Comprendre les Réglementations de Facturation au Bangladesh
Au Bangladesh, la facturation est régie par la Commission nationale des impôts (NBR) et la Loi sur la taxe sur la valeur ajoutée et le droit de douane supplémentaire de 2012, qui impose des détails spécifiques pour des factures conformes. La Commission nationale des impôts (NBR) est l'autorité centrale responsable de l'administration fiscale, y compris la taxe sur la valeur ajoutée (TVA) et le droit de douane supplémentaire (SD) au Bangladesh. Les entreprises opérant au Bangladesh doivent se conformer à la Loi sur la taxe sur la valeur ajoutée (TVA) et le droit de douane supplémentaire de 2012, qui a remplacé l'ancienne loi sur la TVA de 1991, établissant un régime fiscal basé sur les transactions.

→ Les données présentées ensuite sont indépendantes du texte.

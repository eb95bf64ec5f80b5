//! Ledger integrity checks and aggregation history.
//!
//! - [`validator`] — Digest linkage and proof predicate audit
//! - [`audit`] — Append-only aggregation audit log

pub mod audit;
pub mod validator;

pub use audit::{AggregationAuditEntry, AuditLog};
pub use validator::{validate, validate_chain, ChainStatus};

Un élément crucial pour toute entité enregistrée à la TVA est le Numéro d'identification de l'entreprise (BIN), un numéro unique à 9 chiffres délivré par la NBR pour identifier les contribuables. L'enregistrement à la TVA est obligatoire pour les entreprises dont le chiffre d'affaires annuel dépasse 5 millions de BDT.
Pour qu'une facture de TVA soit conforme, spécifiquement le formulaire Mushak 6.3, elle doit inclure plusieurs champs obligatoires :
- La date et l'heure d'émission de la facture.

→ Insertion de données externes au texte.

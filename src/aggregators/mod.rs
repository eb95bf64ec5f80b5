//! Aggregation of ledger payloads into a new global model.
//!
//! - [`fedavg`] — coordinate-wise sum of every payload over a [`Denominator`]
//! - [`benchmark`] — per-weight drift gate against the previous model

pub mod benchmark;
pub mod fedavg;

pub use benchmark::{benchmark, max_drift, DEFAULT_DRIFT_TOLERANCE};
pub use fedavg::aggregate;

use serde::{Deserialize, Serialize};

/// What the coordinate sums are divided by.
#[derive(Clone, Copy, Debug, Default, PartialEq, Eq, Serialize, Deserialize)]
#[serde(rename_all = "snake_case")]
pub enum Denominator {
    /// Total ledger length, genesis and payload-free blocks included (default)
    #[default]
    LedgerLength,
    /// Number of payload-bearing blocks
    PayloadCount,
}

- Le nom, l'adresse et le BIN du fournisseur et de l'acheteur. Le BIN de l'acheteur est requis si la valeur de la fourniture dépasse 25 000 BDT.
- Une description claire des biens ou services fournis.
- La quantité de biens fournis.
- La valeur de la fourniture, à la fois hors TVA et toutes taxes comprises.
- Le taux de TVA applicable et le montant de la TVA à payer.
- Un numéro de facture unique.
Maintenir des registres appropriés, y compris des registres de ventes et d'achats (Mushak 6.2 et 6.1 respectivement), est également une exigence légale pour les personnes enregistrées à la TVA.